Many students will be affected by the resulting financial strain, he said. "Schools should be looking for signs of stress, malnutrition, and poor nutrition.''

Effects on Enrollment

School districts may also see an impact on enrollment, experts say.

Since late last fall, for example, District of Columbia school officials have noted that about 10 percent of the systems's 3,000 Salvadoran pupils have left school to help support their families, or to leave the area.

Most of these dropouts, the officials say, are the children of undocumented workers, many of whom have lost their jobs since the law was passed, apparently because of employers' misunderstanding of its provisions.

"These students are leaving classes to work and to earn as much money as possible before they are deported,'' said one school official.

Mr. Valdivieso of the Hispanic Policy Development Project said that educators should not be surprised if this trend continues.
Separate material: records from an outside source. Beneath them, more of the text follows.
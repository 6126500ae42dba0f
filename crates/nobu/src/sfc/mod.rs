//! Single-file component support.
//!
//! A `.vue` file is served as three independently fetchable modules:
//!
//! ```text
//! /App.vue               → script + imports of the two below
//! /App.vue?type=template → render function compiled from <template>
//! /App.vue?type=style    → injects the first <style> into document.head
//! ```
//!
//! Parsing and template compilation sit behind the [`ComponentParser`] and
//! [`TemplateCompiler`] traits; [`VueParser`] and [`RenderCompiler`] are the
//! built-in implementations.

mod compiler;
mod decompose;
mod markup;
mod parser;

pub use compiler::{CompileError, RenderCompiler, TemplateCompiler};
pub use decompose::{
    style_module, ComponentDecomposer, UPDATE_STYLE_RUNTIME, UPDATE_STYLE_RUNTIME_VERSION,
};
pub use markup::Attribute;
pub use parser::{Block, ComponentDocument, ComponentParser, ParseError, VueParser};

/// Maximum component file size in bytes (10 MB)
pub const MAX_FILE_SIZE: usize = 10 * 1024 * 1024;
//! Wordlist-based code completion: the words appended to an allocated nameplate.

use rand::{rngs::OsRng, seq::SliceRandom};
use std::fmt;

use crate::ids::Password;

/// Even-indexed words (2-syllable), used for the first, third, fifth, ... word of a code.
const EVEN_WORDS: &[&str] = &[
    "adroitness",
    "adviser",
    "aardvark",
    "alkali",
    "almighty",
    "amulet",
    "amusement",
    "antenna",
    "applicant",
    "Apollo",
    "armistice",
    "article",
    "asteroid",
    "Atlantic",
    "atmosphere",
    "autopsy",
    "babylon",
    "backfield",
    "backward",
    "banjo",
    "beaming",
    "bedlamp",
    "beehive",
    "beeswax",
    "befriend",
    "Belfast",
    "berserk",
    "billiard",
    "bison",
    "blackjack",
    "blockade",
    "blowtorch",
];

/// Odd-indexed words (1-syllable), used for the second, fourth, sixth, ... word of a code.
const ODD_WORDS: &[&str] = &[
    "aardvark",
    "absurd",
    "accrue",
    "acme",
    "adrift",
    "adult",
    "afflict",
    "ahead",
    "aimless",
    "Algol",
    "allow",
    "alone",
    "ammo",
    "ancient",
    "apple",
    "artist",
    "assume",
    "Athens",
    "atlas",
    "Aztec",
    "baboon",
    "backup",
    "bagpipe",
    "banter",
    "basin",
    "beaming",
    "bedroom",
    "Belfast",
    "beneath",
    "bingo",
    "border",
    "bowler",
];

/// The even/odd word lists used to decorate an allocated nameplate with human-memorable
/// words, one drawn from the even list, one from the odd list, alternating.
#[derive(PartialEq)]
pub struct Wordlist {
    num_words: usize,
    words: Vec<Vec<String>>,
}

impl fmt::Debug for Wordlist {
    fn fmt(&self, f: &mut fmt::Formatter<'_>) -> fmt::Result {
        write!(f, "Wordlist({}, lots of words...)", self.num_words)
    }
}

impl Wordlist {
    #[cfg(test)]
    pub fn new(num_words: usize, words: Vec<Vec<String>>) -> Wordlist {
        Wordlist { num_words, words }
    }

    /// The fixed built-in wordlist, for a code requesting `num_words` appended words.
    pub fn default_wordlist(num_words: usize) -> Wordlist {
        Wordlist {
            num_words,
            words: vec![
                EVEN_WORDS.iter().map(|s| s.to_string()).collect(),
                ODD_WORDS.iter().map(|s| s.to_string()).collect(),
            ],
        }
    }

    /// Draw `num_words` words, alternating even/odd lists, and join with `-`.
    pub fn choose_words(&self) -> Password {
        let mut rng = OsRng;
        let components = self
            .words
            .iter()
            .cycle()
            .take(self.num_words)
            .map(|words| words.choose(&mut rng).unwrap().as_str())
            .collect::<Vec<&str>>();
        Password(components.join("-"))
    }
}
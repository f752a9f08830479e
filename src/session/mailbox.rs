//! Mailbox bookkeeping: echo detection, the outbound send queue pending key establishment,
//! and the buffered-vs-awaited bookkeeping for inbound application messages.
//!
//! Grounded on the teacher's `MailboxMachine`, which tracks a `HashSet<Phase>` of phases
//! already seen to detect the server echoing our own sends back to us.

use std::collections::{HashMap, HashSet, VecDeque};

use futures::channel::oneshot;

use crate::error::WormholeError;
use crate::ids::Phase;

/// Pending plaintext queued to go out as soon as the session key is known.
pub type PendingSend = (Phase, Vec<u8>);

#[derive(Default)]
pub struct Mailbox {
    /// Phases we've already seen a `message` frame for, echoes included. Used solely to
    /// detect and drop the echo of our own `pake`/application sends (invariant 3).
    seen: HashSet<Phase>,
    /// Outbound plaintexts waiting on the key before they can be encrypted and sent.
    send_queue: VecDeque<PendingSend>,
    /// Next outbound application phase number.
    next_send_phase: u64,
    /// Next application phase number the application is expected to `get()`.
    next_recv_phase: u64,
    /// Messages that arrived before the application asked for them.
    received: HashMap<Phase, Vec<u8>>,
    /// A single pending `get()` result per phase, installed when the application asked
    /// before the message arrived.
    waiters: HashMap<Phase, oneshot::Sender<Result<Vec<u8>, WormholeError>>>,
}

impl Mailbox {
    pub fn new() -> Self {
        Self::default()
    }

    /// True if a `message` frame for `phase` has already been processed (used to silently
    /// drop echoes of our own sends rather than deliver them to the application).
    pub fn is_echo(&self, phase: &Phase) -> bool {
        self.seen.contains(phase)
    }

    pub fn mark_seen(&mut self, phase: Phase) {
        self.seen.insert(phase);
    }

    pub fn next_send_phase(&mut self) -> Phase {
        let phase = Phase::numeric(self.next_send_phase);
        self.next_send_phase += 1;
        phase
    }

    pub fn queue_send(&mut self, phase: Phase, plaintext: Vec<u8>) {
        self.send_queue.push_back((phase, plaintext));
    }

    /// Drain everything queued before the key was known, in send order.
    pub fn drain_send_queue(&mut self) -> Vec<PendingSend> {
        self.send_queue.drain(..).collect()
    }

    /// Record a phase + plaintext. If a waiter is already installed for that phase, it is
    /// resolved and returned (so the caller can avoid holding both a waiter and a buffered
    /// value for the same phase, per invariant 4); otherwise the plaintext is buffered.
    pub fn deliver(&mut self, phase: Phase, plaintext: Vec<u8>) {
        if let Some(waiter) = self.waiters.remove(&phase) {
            let _ = waiter.send(Ok(plaintext));
        } else {
            self.received.insert(phase, plaintext);
        }
    }

    /// `get()`: resolve `result` immediately if the next expected phase is already
    /// buffered, otherwise install it as a waiter to be resolved by a later `deliver`.
    pub fn get(&mut self, result: oneshot::Sender<Result<Vec<u8>, WormholeError>>) {
        let phase = Phase::numeric(self.next_recv_phase);
        self.next_recv_phase += 1;
        match self.received.remove(&phase) {
            Some(plaintext) => {
                let _ = result.send(Ok(plaintext));
            }
            None => {
                self.waiters.insert(phase, result);
            }
        }
    }

    /// Fail every outstanding waiter with `err`, e.g. because the session errored or was
    /// closed while `get()` calls were still pending.
    pub fn fail_all_waiters(&mut self, err: &WormholeError) {
        for (_, waiter) in self.waiters.drain() {
            let _ = waiter.send(Err(err.clone()));
        }
    }
}

#[cfg(test)]
mod test {
    use super::*;

    #[test]
    fn echo_detection_is_per_phase() {
        let mut m = Mailbox::new();
        assert!(!m.is_echo(&Phase::PAKE));
        m.mark_seen(Phase::PAKE);
        assert!(m.is_echo(&Phase::PAKE));
        assert!(!m.is_echo(&Phase::CONFIRM));
    }

    #[test]
    fn send_phases_increment() {
        let mut m = Mailbox::new();
        assert_eq!(m.next_send_phase(), Phase::numeric(0));
        assert_eq!(m.next_send_phase(), Phase::numeric(1));
    }

    #[test]
    fn buffered_message_is_returned_synchronously() {
        let mut m = Mailbox::new();
        m.deliver(Phase::numeric(0), b"hello".to_vec());
        let (tx, rx) = oneshot::channel();
        m.get(tx);
        assert_eq!(rx.try_recv().unwrap().unwrap().unwrap(), b"hello".to_vec());
    }

    #[test]
    fn waiter_is_resolved_when_message_arrives_later() {
        let mut m = Mailbox::new();
        let (tx, rx) = oneshot::channel();
        m.get(tx);
        assert!(rx.try_recv().unwrap().is_none(), "no message yet, waiter should still be pending");
        m.deliver(Phase::numeric(0), b"later".to_vec());
        assert_eq!(rx.try_recv().unwrap().unwrap().unwrap(), b"later".to_vec());
    }

    #[test]
    fn send_queue_drains_in_order() {
        let mut m = Mailbox::new();
        m.queue_send(Phase::numeric(0), b"a".to_vec());
        m.queue_send(Phase::numeric(1), b"b".to_vec());
        let drained = m.drain_send_queue();
        assert_eq!(drained, vec![(Phase::numeric(0), b"a".to_vec()), (Phase::numeric(1), b"b".to_vec())]);
        assert!(m.drain_send_queue().is_empty());
    }
}
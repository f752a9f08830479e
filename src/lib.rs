//! Client-side core of the Magic Wormhole protocol: PAKE key exchange, mailbox relay, and
//! the nameplate/code machinery that turns a short human-readable code into a shared key.
//!
//! This crate is transport- and UI-agnostic. [`api::Wormhole`] drives a single background
//! task per session; everything the caller can do is expressed as an async method that
//! sends an intent to that task and awaits a reply.

mod api;
mod code;
mod crypto;
mod error;
mod ids;
mod server_messages;
mod session;
mod transport;
mod welcome;
mod wordlist;

pub use api::Wormhole;
pub use code::{CodeInputHelper, FixedCodeInputHelper};
pub use error::{ServerError, UsageError, WelcomeError, WormholeError};
pub use ids::{AppID, Code, EitherSide, InvalidCodeError, Mailbox, Mood, MySide, Nameplate, Password, Phase, TheirSide};
pub use server_messages::{ClientMessage, NameplateEntry, ServerMessage, WelcomePayload};
pub use transport::{Transport, WebSocketTransport};

#[cfg(any(test, feature = "test-support"))]
pub use transport::mock::MockTransport;
//! The public facade: `Wormhole`, a handle to a session driven by a background task.
//!
//! Every method here does nothing but send an [`Intent`] down a channel and, where the
//! operation can fail or take time, await a `oneshot` reply. All the actual protocol logic
//! lives in [`crate::session::Session`]; this module only owns the task that drives it.

use std::sync::Arc;

use futures::channel::oneshot;
use futures::{pin_mut, select, FutureExt, StreamExt};
use tracing::warn;

use crate::code::CodeInputHelper;
use crate::error::WormholeError;
use crate::ids::{AppID, Code, Mood};
use crate::session::{HandledMessage, Intent, Session};
use crate::transport::{Transport, WebSocketTransport};

/// A handle to a running wormhole session. Cheap to clone: every clone sends intents to
/// the same driver task.
#[derive(Clone)]
pub struct Wormhole {
    intents: async_channel::Sender<Intent>,
}

impl Wormhole {
    /// Connect to a rendezvous server over WebSocket and start the driver task.
    pub async fn connect(app_id: AppID, relay_url: &str) -> Result<Self, WormholeError> {
        let transport = WebSocketTransport::connect(relay_url).await?;
        Ok(Self::spawn(app_id, transport))
    }

    /// Start the driver task over an arbitrary transport (used directly in tests with a
    /// mock transport; `connect` is the normal entry point otherwise).
    pub fn spawn<T: Transport + Send + 'static>(app_id: AppID, transport: T) -> Self {
        let (intent_tx, intent_rx) = async_channel::unbounded();
        async_std::task::spawn(driver_loop(app_id, transport, intent_rx));
        Wormhole { intents: intent_tx }
    }

    async fn call<T>(&self, make_intent: impl FnOnce(oneshot::Sender<Result<T, WormholeError>>) -> Intent) -> Result<T, WormholeError> {
        let (tx, rx) = oneshot::channel();
        self.intents
            .send(make_intent(tx))
            .await
            .map_err(|_| WormholeError::Shutdown)?;
        rx.await.map_err(|_| WormholeError::Shutdown)?
    }

    pub async fn set_code(&self, code: Code) -> Result<(), WormholeError> {
        self.call(|tx| Intent::SetCode(code, tx)).await
    }

    pub async fn get_code(&self, num_words: usize) -> Result<Code, WormholeError> {
        self.call(|tx| Intent::GetCode(num_words, tx)).await
    }

    pub async fn input_code(&self, helper: Arc<dyn CodeInputHelper>) -> Result<Code, WormholeError> {
        self.call(|tx| Intent::InputCode(helper, tx)).await
    }

    pub async fn verify(&self) -> Result<Vec<u8>, WormholeError> {
        self.call(Intent::Verify).await
    }

    /// Queue a plaintext message for the peer. Returns once the intent is accepted by the
    /// driver task, not once it's actually on the wire — ordering, not delivery, is what
    /// `send` promises.
    pub async fn send(&self, plaintext: Vec<u8>) -> Result<(), WormholeError> {
        self.intents
            .send(Intent::Send(plaintext))
            .await
            .map_err(|_| WormholeError::Shutdown)
    }

    pub async fn get(&self) -> Result<Vec<u8>, WormholeError> {
        self.call(Intent::Get).await
    }

    pub async fn derive_key(&self, purpose: impl Into<String>, length: usize) -> Result<Vec<u8>, WormholeError> {
        let purpose = purpose.into();
        self.call(|tx| Intent::DeriveKey(purpose, length, tx)).await
    }

    pub async fn close(&self, mood: Mood) -> Result<(), WormholeError> {
        self.call(|tx| Intent::Close(mood, tx)).await
    }
}

impl Drop for Wormhole {
    /// A caller that drops the handle without calling `close()` still owes the peer a
    /// closure frame. Best-effort: only the last surviving clone fires it, `try_send`
    /// never blocks the dropping thread, and the reply is discarded since nothing is left
    /// to await it.
    fn drop(&mut self) {
        if self.intents.sender_count() > 1 {
            return;
        }
        let (tx, _rx) = oneshot::channel();
        let _ = self.intents.try_send(Intent::Close(Mood::Lonely, tx));
    }
}

/// Drives one session to completion. Keeps polling the intent channel until it drains
/// (either a caller's `close()` eventually lets the loop exit via `is_closed`, or every
/// `Wormhole` clone was dropped and the implicit close's `Intent::Close` has been taken
/// off the queue); from then on only the transport is polled, since there is no one left
/// to send further intents. Breaking out of the loop on `close()` requires the closure
/// protocol to have actually finished — every emitted release/close has a matching ack —
/// not merely that the intent was handled.
async fn driver_loop<T: Transport + Send>(
    app_id: AppID,
    mut transport: T,
    intent_rx: async_channel::Receiver<Intent>,
) {
    let mut session = Session::new(app_id);
    send_all(&mut transport, session.connected()).await;
    let mut intents_open = true;

    loop {
        if intents_open {
            let next_intent = intent_rx.next().fuse();
            let next_frame = transport.recv().fuse();
            pin_mut!(next_intent, next_frame);

            select! {
                intent = next_intent => {
                    match intent {
                        Some(intent) => handle_intent(&mut session, &mut transport, intent).await,
                        None => intents_open = false,
                    }
                },
                frame = next_frame => {
                    if !dispatch_frame(&mut session, &mut transport, frame).await {
                        break;
                    }
                },
            }
        } else {
            let frame = transport.recv().await;
            if !dispatch_frame(&mut session, &mut transport, frame).await {
                break;
            }
        }

        if session.is_closed() {
            break;
        }
    }
}

/// Handle one user intent.
async fn handle_intent<T: Transport>(session: &mut Session, transport: &mut T, intent: Intent) {
    match intent {
        Intent::SetCode(code, result) => send_all(transport, session.set_code(code, result)).await,
        Intent::GetCode(num_words, result) => send_all(transport, session.get_code(num_words, result)).await,
        Intent::InputCode(helper, result) => send_all(transport, session.input_code(helper, result)).await,
        Intent::Verify(result) => session.verify(result),
        Intent::Send(plaintext) => send_all(transport, session.send(plaintext)).await,
        Intent::Get(result) => session.get(result),
        Intent::DeriveKey(purpose, length, result) => session.derive_key(purpose, length, result),
        Intent::Close(mood, result) => send_all(transport, session.close(mood, result)).await,
    }
}

/// Handle one inbound server frame (or its absence). Returns `false` if the driver loop
/// should stop because the transport itself is gone.
async fn dispatch_frame<T: Transport>(session: &mut Session, transport: &mut T, frame: Option<crate::server_messages::ServerMessage>) -> bool {
    match frame {
        Some(msg) => {
            match session.handle_server_message(msg) {
                HandledMessage::Frames(frames) => send_all(transport, frames).await,
                HandledMessage::NeedsCodeInput(helper, available) => {
                    let nameplate = helper.choose_nameplate(&available).await;
                    let password = helper.choose_words().await;
                    let frames = session.complete_input(nameplate, password);
                    send_all(transport, frames).await;
                }
            }
            true
        }
        None => {
            if !session.is_closing() {
                warn!("transport closed unexpectedly");
            }
            false
        }
    }
}

async fn send_all<T: Transport>(transport: &mut T, frames: Vec<crate::server_messages::ClientMessage>) {
    for frame in frames {
        if let Err(e) = transport.send(frame).await {
            warn!("failed to send frame: {e}");
        }
    }
}
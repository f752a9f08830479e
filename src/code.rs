//! Code acquisition: the three mutually-exclusive ways a session learns its wormhole code,
//! and the collaborator trait an interactive frontend would sit behind.

use crate::error::UsageError;
use crate::ids::{Code, Nameplate, Password};
use crate::wordlist::Wordlist;

/// Tracks which of `set_code`/`get_code`/`input_code` has claimed this session, mirroring
/// the teacher's `CodeMachine` states but collapsed to what the driver loop needs to
/// enforce "only one, only once".
#[derive(Debug, Default, PartialEq, Eq)]
pub enum CodeState {
    #[default]
    Idle,
    /// `get_code` sent `allocate` and is waiting for `allocated`.
    Allocating,
    /// `input_code` sent `list` and is waiting on the collaborator to pick a nameplate.
    Inputting,
    /// A code has been chosen; no further acquisition calls are allowed.
    Known(Code),
}

impl CodeState {
    /// Claim the "acquiring a code" slot for `set_code`, failing if one of the three
    /// entry points already ran.
    pub fn begin_set(&self, code: &Code) -> Result<Code, UsageError> {
        self.check_idle()?;
        Ok(code.clone())
    }

    pub fn begin_allocate(&self) -> Result<(), UsageError> {
        self.check_idle()
    }

    pub fn begin_input(&self) -> Result<(), UsageError> {
        self.check_idle()
    }

    fn check_idle(&self) -> Result<(), UsageError> {
        match self {
            CodeState::Idle => Ok(()),
            _ => Err(UsageError::CodeAcquisitionAlreadyInProgress),
        }
    }

    pub fn code(&self) -> Option<&Code> {
        match self {
            CodeState::Known(code) => Some(code),
            _ => None,
        }
    }
}

/// Combine an allocated nameplate with freshly-chosen words into a full code.
pub fn complete_allocated_code(nameplate: &Nameplate, wordlist: &Wordlist) -> Code {
    let password = wordlist.choose_words();
    Code::new(nameplate, &password)
}

/// The interactive collaborator a terminal UI would implement to let a user pick from the
/// nameplates currently open on the server, then type the trailing words. This crate ships
/// only the trait and a scriptable test double; a real interactive implementation lives
/// outside the client core.
///
/// `#[async_trait]` because the session stores this behind `Arc<dyn CodeInputHelper>`, and
/// async fns in traits aren't dyn-compatible without it.
#[async_trait::async_trait]
pub trait CodeInputHelper: Send + Sync {
    /// Choose one of the currently-listed nameplates.
    async fn choose_nameplate(&self, available: &[Nameplate]) -> Nameplate;

    /// Provide the trailing words to complete the code.
    async fn choose_words(&self) -> Password;
}

/// A `CodeInputHelper` that always returns a pre-scripted answer, used in tests in place
/// of an interactive terminal.
pub struct FixedCodeInputHelper {
    pub nameplate: Nameplate,
    pub password: Password,
}

impl FixedCodeInputHelper {
    pub fn new(nameplate: Nameplate, password: Password) -> Self {
        Self { nameplate, password }
    }
}

#[async_trait::async_trait]
impl CodeInputHelper for FixedCodeInputHelper {
    async fn choose_nameplate(&self, _available: &[Nameplate]) -> Nameplate {
        self.nameplate.clone()
    }

    async fn choose_words(&self) -> Password {
        self.password.clone()
    }
}

#[cfg(test)]
mod test {
    use super::*;

    #[test]
    fn idle_allows_any_single_start() {
        let s = CodeState::Idle;
        assert!(s.begin_allocate().is_ok());
    }

    #[test]
    fn non_idle_rejects_further_starts() {
        let s = CodeState::Allocating;
        assert_eq!(s.begin_set(&"4-a-b".parse().unwrap()), Err(UsageError::CodeAcquisitionAlreadyInProgress));
        assert_eq!(s.begin_allocate(), Err(UsageError::CodeAcquisitionAlreadyInProgress));
        assert_eq!(s.begin_input(), Err(UsageError::CodeAcquisitionAlreadyInProgress));
    }

    #[test]
    fn complete_allocated_code_prefixes_nameplate() {
        let wordlist = Wordlist::default_wordlist(2);
        let code = complete_allocated_code(&Nameplate::new("4"), &wordlist);
        assert!(code.as_ref().starts_with("4-"));
    }

    #[async_std::test]
    async fn fixed_helper_returns_scripted_answers() {
        let helper = FixedCodeInputHelper::new(Nameplate::new("4"), Password("a-b".into()));
        assert_eq!(helper.choose_nameplate(&[]).await, Nameplate::new("4"));
        assert_eq!(helper.choose_words().await.0, "a-b");
    }
}
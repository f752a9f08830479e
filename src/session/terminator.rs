//! The closure sub-state machine: tracks whether the nameplate side and the mailbox side
//! of teardown are each still outstanding, independently, and signals "stop" (drop the
//! transport) only once both are done and a close was actually requested.
//!
//! Mirrors the shape of the teacher's `TerminatorMachine`, collapsed from its named
//! cross-product of states to two booleans — the cross product and the booleans are
//! equivalent for our purposes, since "close requested" is tracked once at the `Session`
//! level rather than re-derived per state.

/// Whether a `release`/`close` was ever emitted that some ack could still be outstanding
/// for, and whether that ack has arrived.
#[derive(Debug, Default, Clone, Copy, PartialEq, Eq)]
pub struct Terminator {
    /// `None` if no nameplate was ever claimed (nothing to release).
    nameplate_active: Option<bool>,
    /// `None` if no mailbox was ever opened (nothing to close).
    mailbox_active: Option<bool>,
    close_requested: bool,
}

impl Terminator {
    pub fn new() -> Self {
        Self::default()
    }

    /// Call once a nameplate has been claimed: there is now a `release` we must see
    /// acknowledged before stopping.
    pub fn nameplate_claimed(&mut self) {
        self.nameplate_active = Some(true);
    }

    /// Call once a mailbox has been opened: there is now a `close` we must see
    /// acknowledged before stopping.
    pub fn mailbox_opened(&mut self) {
        self.mailbox_active = Some(true);
    }

    /// The server acknowledged our `release`.
    pub fn released(&mut self) -> bool {
        self.nameplate_active = Some(false);
        self.should_stop()
    }

    /// The server acknowledged our `close`.
    pub fn closed(&mut self) -> bool {
        self.mailbox_active = Some(false);
        self.should_stop()
    }

    /// `close()` was called; returns whether we should stop immediately (nothing was ever
    /// claimed or opened).
    pub fn close_requested(&mut self) -> bool {
        self.close_requested = true;
        self.should_stop()
    }

    fn should_stop(&self) -> bool {
        self.close_requested
            && self.nameplate_active != Some(true)
            && self.mailbox_active != Some(true)
    }
}

#[cfg(test)]
mod test {
    use super::*;

    #[test]
    fn stops_immediately_if_nothing_was_ever_opened() {
        let mut t = Terminator::new();
        assert!(t.close_requested());
    }

    #[test]
    fn waits_for_release_ack_before_stopping() {
        let mut t = Terminator::new();
        t.nameplate_claimed();
        assert!(!t.close_requested());
        assert!(t.released());
    }

    #[test]
    fn waits_for_both_release_and_close_acks() {
        let mut t = Terminator::new();
        t.nameplate_claimed();
        t.mailbox_opened();
        assert!(!t.close_requested());
        assert!(!t.released());
        assert!(t.closed());
    }

    #[test]
    fn order_of_acks_does_not_matter() {
        let mut t = Terminator::new();
        t.nameplate_claimed();
        t.mailbox_opened();
        t.close_requested();
        assert!(!t.closed());
        assert!(t.released());
    }

    #[test]
    fn close_before_claim_or_open_stops_once_requested() {
        let mut t = Terminator::new();
        assert!(t.close_requested());
    }
}
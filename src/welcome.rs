//! Interpretation of the server's `welcome` frame: MOTD logging, version-mismatch warning,
//! and fatal `error` signalling.

use tracing::warn;

use crate::error::WelcomeError;
use crate::server_messages::WelcomePayload;

/// Our own crate version, used for the version-mismatch comparison.
const OUR_VERSION: &str = env!("CARGO_PKG_VERSION");

/// Tracks which welcome-triggered warnings have already fired, so repeat `welcome` frames
/// (which the protocol permits, though the server normally sends just one) don't spam.
#[derive(Debug, Default)]
pub struct WelcomeHandler {
    motd_logged: bool,
    version_warned: bool,
}

impl WelcomeHandler {
    pub fn new() -> Self {
        Self::default()
    }

    /// Process one `welcome` frame. Returns `Err` if the server refused the client; the
    /// caller is responsible for making that error sticky on the session.
    pub fn handle(&mut self, welcome: &WelcomePayload) -> Result<(), WelcomeError> {
        if let Some(error) = &welcome.error {
            return Err(WelcomeError(error.clone()));
        }

        if let Some(motd) = &welcome.motd {
            if !self.motd_logged {
                warn!("server has a message for us: {motd}");
                self.motd_logged = true;
            }
        }

        if let Some(current_version) = &welcome.current_version {
            if !self.version_warned
                && current_version != OUR_VERSION
                && !is_development_build(OUR_VERSION)
            {
                warn!("the wormhole client is out of date and should be updated");
                warn!("server wants {current_version}, we are {OUR_VERSION}");
                self.version_warned = true;
            }
        }

        Ok(())
    }
}

/// A version "looks like a development build" if it carries a pre-release suffix beyond
/// the bare `major.minor.patch` semver core, e.g. `0.1.0-dev`.
fn is_development_build(version: &str) -> bool {
    version.splitn(2, '-').nth(1).is_some()
}

#[cfg(test)]
mod test {
    use super::*;

    fn payload(motd: Option<&str>, version: Option<&str>, error: Option<&str>) -> WelcomePayload {
        WelcomePayload {
            motd: motd.map(str::to_string),
            current_version: version.map(str::to_string),
            error: error.map(str::to_string),
        }
    }

    #[test]
    fn error_field_is_fatal() {
        let mut h = WelcomeHandler::new();
        let err = h.handle(&payload(None, None, Some("go away"))).unwrap_err();
        assert_eq!(err.0, "go away");
    }

    #[test]
    fn motd_logs_only_once() {
        let mut h = WelcomeHandler::new();
        assert!(h.handle(&payload(Some("hi"), None, None)).is_ok());
        assert!(h.motd_logged);
        // Second welcome with the same motd must not panic or error; idempotence is the point.
        assert!(h.handle(&payload(Some("hi"), None, None)).is_ok());
    }

    #[test]
    fn version_warns_only_once() {
        let mut h = WelcomeHandler::new();
        h.handle(&payload(None, Some("99.0.0"), None)).unwrap();
        assert!(h.version_warned);
        h.handle(&payload(None, Some("99.0.0"), None)).unwrap();
    }

    #[test]
    fn development_build_suppresses_version_warning() {
        assert!(is_development_build("0.1.0-dev"));
        assert!(!is_development_build("0.1.0"));
    }
}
"Recent Central American immigrant teen-agers have a fragile relationship with school,'' he said. "If anything shakes them up, they drop out.''

Others say that many workerswho receive amnesty will bring their families to the United States--thus causing enrollments to rise.

In Dade County, Fla., school administrators predicted that their enrollment would eventually expand as a result of the law.

School Records

Those monitoring the law also noted that schools may be called on to help verify aliens' residence in the United States since the start of 1982. Illegal aliens who arrived after that date do not qualify for amnesty.

The Immigration Service estimates that between 1 million and 3.9 million aliens may apply for amnesty between May 1987 and May 1988, the period specified in the law.

For some illegal workers, school records may be the only way of documenting their residence, said Kate Herber, legislative counsel for the National School Boards Association. Many illegal aliens, she explained, have not kept personal files because of fears that such records would help lead to their detection.

"These people did not request rent receipts,'' Ms. Herber said. "If they had a bank account, it may have been in someone else's name. It will be very difficult for these people to prove that they were here--except for school records.''

Some districts have begun planning for the expected increase in requests for school-attendance records. School officials in Dade County, for example, are discussing whether to provide their students with a computer-printout copy of their records, or with a letter stating when they entered the school system.

Bailey Stewart, the district's director of attendance, said that the decision would depend on what the I.N.S. decides is acceptable.

But officials in the New York City school system said that they were planning no special procedure to help immigrants procure their records. A spokesman said the system already processes 16,000 to 20,000 such requests each year.

English Proficiency

Some districts are also concerned about the law's requirement that undocumented workers wishing to become permanent residents demonstrate a minimal proficiency in English and a knowledge of American history and government, or show that they are pursuing studies to gain such knowledge.

In some cities, English-as-a-second-language classes are already oversubscribed, and administrators are uncertain whether they can meet a further rise in demand.(See Education Week, Nov. 5, 1986.)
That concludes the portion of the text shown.